Voorop staat dat de bedrijfsarts in twee rapportages, van 29 mei 2017 en 3 juli 2017, alleen fysieke klachten noemde als reden van de arbeidsongeschiktheid. Dat neemt natuurlijk niet weg dat (achteraf vastgesteld zou kunnen worden dat) [appellant] medio 2017 ook kampte met een psychische stoornis, en dat die stoornis er de oorzaak van is dat hij uit het niets en in strijd met zijn belang de arbeidsovereenkomst, die toen al 11 of 14 jaar duurde, opzegde.
Storteboom heeft zich op het standpunt gesteld dat zij er gerechtvaardigd op mocht vertrouwen dat de verklaring van [appellant] in overeenstemming was met zijn wil. Zij heeft daartoe aangevoerd dat zij niet bekend was met psychische problematiek bij [appellant] en dat hij al eens eerder zijn dienstverband met Storteboom had beëindigd en dus wist hoe het werkte. Zoals [B] en [C] als getuigen hebben verklaard, was [appellant] tijdens het gesprek rustig, heeft hij meerdere malen en in verschillende bewoordingen herhaald dat hij per direct ontslag nam, ook nadat hij was gewezen op de negatieve consequenties ervan, en heeft hij zijn opzegging kracht bijgezet door zijn sleutels in te leveren en het pand te verlaten. [appellant] heeft er vervolgens ook naar gehandeld, door niet in aangepast werk te hervatten. [appellant] heeft ondanks aanraden van Storteboom geen advies ingewonnen en geen deskundigenoordeel bij het UWV aangevraagd, was – ook telefonisch – onbereikbaar voor Storteboom en heeft niet gereageerd op de brief van 12 juli 2017, met een daarin gegeven termijn tot en met 18 juli 2017om nog terug te komen op zijn beslissing.
[appellant] heeft hier onvoldoende feiten en omstandigheden tegenover gesteld. Het enkele gegeven dat er geen logische verklaring voor zijn opzegging was, is daartoe onvoldoende. [appellant] heeft nog opgemerkt dat Storteboom een nader onderzoek naar zijn bedoeling had moeten doen. [C] verklaarde echter dat [appellant] desgevraagd zei geen aangepaste werkzaamheden te willen verrichten. Verder is onvoldoende betwist dat Storteboom (zoals uit de brief van 12 juli 2017 blijkt) geprobeerd heeft nog met [appellant] in contact te komen, maar dat dat niet is gelukt. Welk ander onderzoek Storteboom had moeten of kunnen doen, is niet duidelijk. [appellant] heeft de stelling van Storteboom dat zij gerechtvaardigd mocht vertrouwen op de uitlatingen van [appellant] , dan ook onvoldoende gemotiveerd betwist.

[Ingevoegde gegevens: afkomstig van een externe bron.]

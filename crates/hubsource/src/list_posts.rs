use colored::Colorize;
use hubsource_core::posts::Post;

use crate::config::SourceConfig;
use crate::prelude::{println, *};
use crate::source::fetch_and_transform;

#[derive(Debug, clap::Args, Clone)]
pub struct ListPostsOptions {
    /// Output as JSON
    #[arg(long)]
    pub json: bool,
}

pub async fn run(options: ListPostsOptions, global: crate::Global) -> Result<()> {
    let config = SourceConfig::from_global(&global)?;
    let sourced = fetch_and_transform(&config).await?;

    if options.json {
        println!("{}", serde_json::to_string_pretty(&sourced.posts)?);
    } else {
        println!("{}", format_posts_text(&sourced.posts));
    }

    Ok(())
}

fn format_posts_text(posts: &[Post]) -> String {
    let mut result = String::new();

    result.push_str(&f!("\n{}\n", "=".repeat(80).bright_cyan()));
    result.push_str(&f!(
        "{}\n",
        f!("HUBSPOT BLOG POSTS ({})", posts.len()).bright_cyan().bold()
    ));
    result.push_str(&f!("{}\n", "=".repeat(80).bright_cyan()));

    if posts.is_empty() {
        result.push_str(&f!("\n{}\n", "No posts found.".yellow()));
        return result;
    }

    for post in posts {
        result.push_str(&f!(
            "\n{} {}\n",
            f!("[{}]", post.id).yellow().bold(),
            value_text(post.title.as_ref())
                .unwrap_or_else(|| "(No title)".to_string())
                .white()
                .bold()
        ));

        if let Some(url) = value_text(post.absolute_url.as_ref()) {
            result.push_str(&f!("    {}: {}\n", "URL".green(), url.cyan().underline()));
        }

        let author = value_text(post.author.as_ref().and_then(|a| a.name.as_ref()))
            .unwrap_or_else(|| "unknown".to_string());
        let topics = if post.topics.is_empty() {
            "-".to_string()
        } else {
            post.topics
                .iter()
                .map(|t| value_text(t.name.as_ref()).unwrap_or_else(|| t.id.clone()))
                .collect::<Vec<_>>()
                .join(", ")
        };

        result.push_str(&f!(
            "    {}: {} | {}: {} | {}: {}\n",
            "By".green(),
            author.bright_white(),
            "State".green(),
            value_text(post.state.as_ref())
                .unwrap_or_else(|| "unknown".to_string())
                .bright_yellow(),
            "Topics".green(),
            topics.bright_magenta()
        ));
    }

    result
}
//! Error types for the functional core

/// Configuration problems detected before any request is made
#[derive(thiserror::Error, Debug, PartialEq)]
pub enum ConfigError {
    #[error("No Hubspot API key provided")]
    MissingApiKey,

    #[error("Invalid filter {0:?}: expected NAME=VALUE")]
    InvalidFilter(String),

    #[error("Invalid options file: {0}")]
    InvalidOptions(String),
}

/// Failures while shaping records into nodes
#[derive(thiserror::Error, Debug)]
pub enum TransformError {
    #[error("Failed to serialize {kind} {id}: {source}")]
    Serialize {
        kind: &'static str,
        id: String,
        #[source]
        source: serde_json::Error,
    },

    #[error("Serialized {0} is not a JSON object")]
    NotAnObject(&'static str),
}
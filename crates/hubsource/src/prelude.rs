pub use crate::config::SourceConfig;
pub use crate::error::Error;

pub use anstream::eprintln;
pub use anstream::println;
pub use color_eyre::eyre::{eyre, Context, Result};
pub use std::format as f;

/// Borderless table used by every listing command
pub fn new_table() -> prettytable::Table {
    let mut table = prettytable::Table::new();

    let format = prettytable::format::FormatBuilder::new()
        .padding(1, 1)
        .build();

    table.set_format(format);

    table
}

/// Render a passthrough JSON value for display; strings lose their quotes
pub fn value_text(value: Option<&serde_json::Value>) -> Option<String> {
    match value? {
        serde_json::Value::Null => None,
        serde_json::Value::String(s) => Some(s.clone()),
        other => Some(other.to_string()),
    }
}
//! Plugin options and their validation
//!
//! Options mirror what a site configuration hands to the source plugin: an API
//! key and an optional set of filters that end up in the post-list query
//! string. Options can be layered (file, environment, command line) with
//! [`PluginOptions::merge`] and must pass [`PluginOptions::validate`] before
//! any request is issued.

use std::collections::BTreeMap;

use serde::{Deserialize, Serialize};

use crate::error::ConfigError;

/// Query parameters appended to the post-list request, keyed by name.
///
/// A `BTreeMap` keeps the keys sorted so the rendered query string is stable.
pub type Filters = BTreeMap<String, serde_json::Value>;

/// Raw, possibly incomplete plugin options
#[derive(Debug, Default, Deserialize, Serialize, Clone, PartialEq)]
pub struct PluginOptions {
    #[serde(default)]
    pub key: Option<String>,
    #[serde(default)]
    pub filters: Filters,
}

/// Options that passed validation
#[derive(Debug, Clone, PartialEq)]
pub struct ValidatedOptions {
    pub key: String,
    pub filters: Filters,
}

impl PluginOptions {
    /// Parse options from a TOML document
    ///
    /// ```toml
    /// key = "my-hapikey"
    ///
    /// [filters]
    /// state = "PUBLISHED"
    /// content_group_id = 12345
    /// ```
    pub fn from_toml_str(input: &str) -> Result<Self, ConfigError> {
        toml::from_str::<toml::Value>(input)
            .map_err(|e| ConfigError::InvalidOptions(e.to_string()))
            .and_then(|value| {
                // Round-trip through JSON so filter values land as `serde_json::Value`.
                let json = serde_json::to_value(value)
                    .map_err(|e| ConfigError::InvalidOptions(e.to_string()))?;
                serde_json::from_value(json).map_err(|e| ConfigError::InvalidOptions(e.to_string()))
            })
    }

    /// Layer `other` on top of `self`.
    ///
    /// A key in `other` replaces ours; filters merge name by name with `other`
    /// winning on conflicts.
    pub fn merge(mut self, other: PluginOptions) -> Self {
        if other.key.is_some() {
            self.key = other.key;
        }
        self.filters.extend(other.filters);
        self
    }

    /// Check that the options are usable.
    ///
    /// A missing or blank key is fatal.
    pub fn validate(self) -> Result<ValidatedOptions, ConfigError> {
        let key = self
            .key
            .map(|k| k.trim().to_string())
            .filter(|k| !k.is_empty())
            .ok_or(ConfigError::MissingApiKey)?;

        Ok(ValidatedOptions {
            key,
            filters: self.filters,
        })
    }
}

/// Parse a `NAME=VALUE` command line filter.
///
/// The value is read as JSON when it parses as a JSON scalar or array
/// (`limit=20`, `archived=false`, `ids=[1,2]`); anything else is kept as a
/// plain string.
pub fn parse_filter(input: &str) -> Result<(String, serde_json::Value), ConfigError> {
    let (name, raw) = input
        .split_once('=')
        .ok_or_else(|| ConfigError::InvalidFilter(input.to_string()))?;

    let name = name.trim();
    if name.is_empty() {
        return Err(ConfigError::InvalidFilter(input.to_string()));
    }

    let value = match serde_json::from_str::<serde_json::Value>(raw) {
        Ok(value) if !value.is_object() => value,
        _ => serde_json::Value::String(raw.to_string()),
    };

    Ok((name.to_string(), value))
}

/// Collect command line filters, turning repeated names into arrays.
pub fn collect_filters<I, S>(inputs: I) -> Result<Filters, ConfigError>
where
    I: IntoIterator<Item = S>,
    S: AsRef<str>,
{
    let mut filters = Filters::new();

    for input in inputs {
        let (name, value) = parse_filter(input.as_ref())?;
        match filters.remove(&name) {
            None => {
                filters.insert(name, value);
            }
            Some(serde_json::Value::Array(mut values)) => {
                values.push(value);
                filters.insert(name, serde_json::Value::Array(values));
            }
            Some(previous) => {
                filters.insert(name, serde_json::Value::Array(vec![previous, value]));
            }
        }
    }

    Ok(filters)
}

Dit betekent dat ook als zou blijken dat [appellant] zijn uitlatingen onder invloed van een psychische stoornis heeft gedaan, hij daar tegenover Storteboom geen beroep op kan doen (zie artikel 3:35 BW). Het hof zal om deze reden niet ingaan op de vraag of [appellant] ook in juli 2017 al psychische problematiek had. Het bewijsaanbod op dit punt doet daarom ook niet ter zake.